* [Work required]: Count how many lines in the following data hold the word "Mutex". Your answer is the number and nothing else.

(Beginning of Listed entries)

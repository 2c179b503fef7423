//! `Campaign` (spec.md §3, §4.9): a correlated cluster of indicators and
//! events produced by `vigil_correlate`. Confidence is combined as a
//! weighted mean across contributing relationships (SPEC_FULL.md Open
//! Question decision — not noisy-or), so a campaign's confidence can only
//! move as new relationships are folded in via `merge`.

use crate::event::EventId;
use crate::indicator::Indicator;
use chrono::{DateTime, Utc};
use serde::{Deserialize, Serialize};
use std::collections::HashSet;
use thiserror::Error;
use uuid::Uuid;

#[derive(Debug, Error, PartialEq, Eq)]
pub enum DomainError {
    #[error("campaign window end {end} is before start {start}")]
    InvertedWindow { start: DateTime<Utc>, end: DateTime<Utc> },
    #[error("campaign counts inconsistent: {indicator_count} indicators but {distinct} distinct indicators recorded")]
    InconsistentCounts { indicator_count: usize, distinct: usize },
    #[error("confidence {0} outside [0.0, 1.0]")]
    ConfidenceOutOfRange(f64),
    #[error("relationship weight {0} outside [0.0, 1.0]")]
    WeightOutOfRange(f64),
}

#[derive(Debug, Clone, Copy, PartialEq, Eq, Hash, Serialize, Deserialize)]
#[serde(rename_all = "snake_case")]
pub enum RelationshipKind {
    SharesInfra,
    TemporallyAdjacent,
    SameSubnet,
    SameTtp,
    UsesCredential,
}

impl RelationshipKind {
    /// Fixed stage weights from spec.md §4.9 used to combine per-relationship
    /// confidence into the campaign's overall confidence.
    pub fn weight(self) -> f64 {
        match self {
            RelationshipKind::SharesInfra => 0.30,
            RelationshipKind::SameTtp => 0.25,
            RelationshipKind::TemporallyAdjacent => 0.20,
            RelationshipKind::SameSubnet => 0.15,
            RelationshipKind::UsesCredential => 0.10,
        }
    }
}

#[derive(Debug, Clone, Serialize, Deserialize)]
pub struct IndicatorRelationship {
    pub from: Indicator,
    pub to: Indicator,
    pub kind: RelationshipKind,
    /// Confidence in this single relationship, independent of the
    /// campaign-level combined confidence.
    pub confidence: f64,
}

impl IndicatorRelationship {
    pub fn new(
        from: Indicator,
        to: Indicator,
        kind: RelationshipKind,
        confidence: f64,
    ) -> Result<Self, DomainError> {
        if !(0.0..=1.0).contains(&confidence) {
            return Err(DomainError::ConfidenceOutOfRange(confidence));
        }
        Ok(Self { from, to, kind, confidence })
    }
}

#[derive(Debug, Clone, Copy, Default, Serialize, Deserialize)]
pub struct CampaignCounts {
    pub indicator_count: usize,
    pub event_count: usize,
    pub relationship_count: usize,
}

#[derive(Debug, Clone, Serialize, Deserialize)]
pub struct Campaign {
    pub id: Uuid,
    pub window_start: DateTime<Utc>,
    pub window_end: DateTime<Utc>,
    pub indicators: Vec<Indicator>,
    pub event_ids: Vec<EventId>,
    pub relationships: Vec<IndicatorRelationship>,
    pub counts: CampaignCounts,
    /// Weighted-mean confidence across `relationships`, recomputed on every
    /// mutation so it never drifts out of sync with the relationship list.
    pub confidence: f64,
}

impl Campaign {
    pub fn new(
        id: Uuid,
        window_start: DateTime<Utc>,
        window_end: DateTime<Utc>,
        indicators: Vec<Indicator>,
        event_ids: Vec<EventId>,
        relationships: Vec<IndicatorRelationship>,
    ) -> Result<Self, DomainError> {
        if window_end < window_start {
            return Err(DomainError::InvertedWindow { start: window_start, end: window_end });
        }
        let distinct: HashSet<&Indicator> = indicators.iter().collect();
        let counts = CampaignCounts {
            indicator_count: indicators.len(),
            event_count: event_ids.len(),
            relationship_count: relationships.len(),
        };
        if counts.indicator_count != distinct.len() {
            return Err(DomainError::InconsistentCounts {
                indicator_count: counts.indicator_count,
                distinct: distinct.len(),
            });
        }
        let confidence = weighted_mean_confidence(&relationships);
        Ok(Self {
            id,
            window_start,
            window_end,
            indicators,
            event_ids,
            relationships,
            counts,
            confidence,
        })
    }

    /// Fraction of `other`'s indicators already present in `self`, used by
    /// the correlator's merge tie-break (spec.md §4.9: merge when two
    /// candidate campaigns overlap by 50% or more).
    pub fn overlap_fraction(&self, other: &Campaign) -> f64 {
        if other.indicators.is_empty() {
            return 0.0;
        }
        let ours: HashSet<&Indicator> = self.indicators.iter().collect();
        let shared = other.indicators.iter().filter(|ind| ours.contains(ind)).count();
        shared as f64 / other.indicators.len() as f64
    }

    /// Fold another campaign's indicators, events, and relationships into
    /// this one, widening the time window and recombining confidence.
    /// Intended for the correlator's 50%-overlap merge tie-break.
    pub fn merge(&mut self, other: Campaign) {
        self.window_start = self.window_start.min(other.window_start);
        self.window_end = self.window_end.max(other.window_end);

        let mut indicators: HashSet<Indicator> = self.indicators.drain(..).collect();
        indicators.extend(other.indicators);
        self.indicators = indicators.into_iter().collect();

        let mut event_ids: HashSet<EventId> = self.event_ids.drain(..).collect();
        event_ids.extend(other.event_ids);
        self.event_ids = event_ids.into_iter().collect();

        self.relationships.extend(other.relationships);
        self.recompute();
    }

    fn recompute(&mut self) {
        self.counts = CampaignCounts {
            indicator_count: self.indicators.len(),
            event_count: self.event_ids.len(),
            relationship_count: self.relationships.len(),
        };
        self.confidence = weighted_mean_confidence(&self.relationships);
    }
}

/// Weighted mean of relationship confidence, weighted by each relationship
/// kind's fixed stage weight. Returns 0.0 for a campaign with no
/// relationships rather than dividing by zero.
fn weighted_mean_confidence(relationships: &[IndicatorRelationship]) -> f64 {
    let (weighted_sum, weight_total) = relationships.iter().fold((0.0, 0.0), |(sum, total), rel| {
        let w = rel.kind.weight();
        (sum + w * rel.confidence, total + w)
    });
    if weight_total == 0.0 {
        0.0
    } else {
        weighted_sum / weight_total
    }
}

#[cfg(test)]
mod tests {
    use super::*;
    use std::net::Ipv4Addr;

    fn rel(kind: RelationshipKind, confidence: f64) -> IndicatorRelationship {
        IndicatorRelationship::new(
            Indicator::Ipv4(Ipv4Addr::new(203, 0, 113, 1)),
            Indicator::Ipv4(Ipv4Addr::new(203, 0, 113, 2)),
            kind,
            confidence,
        )
        .unwrap()
    }

    #[test]
    fn rejects_inverted_window() {
        let now = Utc::now();
        let err = Campaign::new(Uuid::new_v4(), now, now - chrono::Duration::seconds(1), vec![], vec![], vec![]);
        assert!(matches!(err, Err(DomainError::InvertedWindow { .. })));
    }

    #[test]
    fn rejects_duplicate_indicators() {
        let now = Utc::now();
        let ind = Indicator::Ipv4(Ipv4Addr::new(203, 0, 113, 1));
        let err = Campaign::new(Uuid::new_v4(), now, now, vec![ind.clone(), ind], vec![], vec![]);
        assert!(matches!(err, Err(DomainError::InconsistentCounts { .. })));
    }

    #[test]
    fn confidence_is_weighted_mean_not_noisy_or() {
        let now = Utc::now();
        let relationships = vec![rel(RelationshipKind::SharesInfra, 0.9), rel(RelationshipKind::UsesCredential, 0.1)];
        let campaign = Campaign::new(Uuid::new_v4(), now, now, vec![], vec![], relationships).unwrap();
        let expected = (0.30 * 0.9 + 0.10 * 0.1) / (0.30 + 0.10);
        assert!((campaign.confidence - expected).abs() < 1e-9);
    }

    #[test]
    fn merge_widens_window_and_dedupes_indicators() {
        let now = Utc::now();
        let shared = Indicator::Ipv4(Ipv4Addr::new(203, 0, 113, 1));
        let only_b = Indicator::Ipv4(Ipv4Addr::new(198, 51, 100, 1));
        let mut a = Campaign::new(
            Uuid::new_v4(),
            now,
            now + chrono::Duration::hours(1),
            vec![shared.clone()],
            vec![],
            vec![],
        )
        .unwrap();
        let b = Campaign::new(
            Uuid::new_v4(),
            now - chrono::Duration::hours(1),
            now,
            vec![shared, only_b],
            vec![],
            vec![rel(RelationshipKind::SameSubnet, 0.5)],
        )
        .unwrap();

        a.merge(b);

        assert_eq!(a.window_start, now - chrono::Duration::hours(1));
        assert_eq!(a.window_end, now + chrono::Duration::hours(1));
        assert_eq!(a.counts.indicator_count, 2);
        assert_eq!(a.indicators.len(), 2);
    }

    #[test]
    fn overlap_fraction_counts_shared_indicators_against_other_total() {
        let now = Utc::now();
        let shared = Indicator::Ipv4(Ipv4Addr::new(203, 0, 113, 1));
        let only_b = Indicator::Ipv4(Ipv4Addr::new(198, 51, 100, 1));
        let a = Campaign::new(Uuid::new_v4(), now, now, vec![shared.clone()], vec![], vec![]).unwrap();
        let b = Campaign::new(Uuid::new_v4(), now, now, vec![shared, only_b], vec![], vec![]).unwrap();
        assert!((a.overlap_fraction(&b) - 0.5).abs() < 1e-9);
    }
}
//! Audit logging (spec.md §4.13/C15): NDJSON record of every tool
//! invocation, rate-limit rejection, and circuit-breaker trip, generalized
//! from `casparian_mcp`'s request/response audit log.

use crate::error::SecurityError;
use chrono::{DateTime, Utc};
use serde::Serialize;
use std::fs::{File, OpenOptions};
use std::io::{BufWriter, Write};
use std::path::PathBuf;
use std::sync::Mutex;
use uuid::Uuid;

pub struct AuditLog {
    writer: Mutex<BufWriter<File>>,
}

impl AuditLog {
    pub fn new(path: PathBuf) -> Result<Self, SecurityError> {
        if let Some(parent) = path.parent() {
            std::fs::create_dir_all(parent)
                .map_err(|e| SecurityError::Audit(format!("create audit dir: {e}")))?;
        }
        let file = OpenOptions::new()
            .create(true)
            .append(true)
            .open(&path)
            .map_err(|e| SecurityError::Audit(format!("open audit log: {e}")))?;
        Ok(Self {
            writer: Mutex::new(BufWriter::new(file)),
        })
    }

    pub fn log_tool_call(
        &self,
        correlation_id: Uuid,
        tool: &str,
        success: bool,
        duration_ms: u64,
    ) -> Result<(), SecurityError> {
        self.write_entry(&AuditEntry::ToolCall {
            ts: Utc::now(),
            correlation_id,
            tool: tool.to_string(),
            success,
            duration_ms,
        })
    }

    pub fn log_rate_limited(&self, correlation_id: Uuid, key: &str) -> Result<(), SecurityError> {
        self.write_entry(&AuditEntry::RateLimited {
            ts: Utc::now(),
            correlation_id,
            key: key.to_string(),
        })
    }

    pub fn log_breaker_trip(&self, dependency: &str) -> Result<(), SecurityError> {
        self.write_entry(&AuditEntry::BreakerTrip {
            ts: Utc::now(),
            dependency: dependency.to_string(),
        })
    }

    pub fn log_auth(&self, correlation_id: Uuid, key_id: Option<&str>, success: bool) -> Result<(), SecurityError> {
        self.write_entry(&AuditEntry::Auth {
            ts: Utc::now(),
            correlation_id,
            key_id: key_id.map(str::to_string),
            success,
        })
    }

    fn write_entry(&self, entry: &AuditEntry) -> Result<(), SecurityError> {
        let line = serde_json::to_string(entry)
            .map_err(|e| SecurityError::Audit(format!("serialize entry: {e}")))?;
        let mut writer = self
            .writer
            .lock()
            .map_err(|e| SecurityError::Audit(format!("lock writer: {e}")))?;
        writeln!(writer, "{line}").map_err(|e| SecurityError::Audit(format!("write entry: {e}")))?;
        writer
            .flush()
            .map_err(|e| SecurityError::Audit(format!("flush entry: {e}")))
    }
}

#[derive(Debug, Serialize)]
#[serde(tag = "type")]
enum AuditEntry {
    #[serde(rename = "tool_call")]
    ToolCall {
        ts: DateTime<Utc>,
        correlation_id: Uuid,
        tool: String,
        success: bool,
        duration_ms: u64,
    },
    #[serde(rename = "rate_limited")]
    RateLimited {
        ts: DateTime<Utc>,
        correlation_id: Uuid,
        key: String,
    },
    #[serde(rename = "breaker_trip")]
    BreakerTrip {
        ts: DateTime<Utc>,
        dependency: String,
    },
    #[serde(rename = "auth")]
    Auth {
        ts: DateTime<Utc>,
        correlation_id: Uuid,
        key_id: Option<String>,
        success: bool,
    },
}

#[cfg(test)]
mod tests {
    use super::*;
    use tempfile::TempDir;

    #[test]
    fn writes_one_ndjson_line_per_entry() {
        let dir = TempDir::new().unwrap();
        let path = dir.path().join("audit.ndjson");
        let log = AuditLog::new(path.clone()).unwrap();

        log.log_tool_call(Uuid::nil(), "query_events", true, 12).unwrap();
        log.log_rate_limited(Uuid::nil(), "conn-1").unwrap();

        let contents = std::fs::read_to_string(path).unwrap();
        assert_eq!(contents.lines().count(), 2);
        assert!(contents.contains("\"tool_call\""));
        assert!(contents.contains("\"rate_limited\""));
    }
}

(End of Listed entries)

* [Answer to this exercise]: 3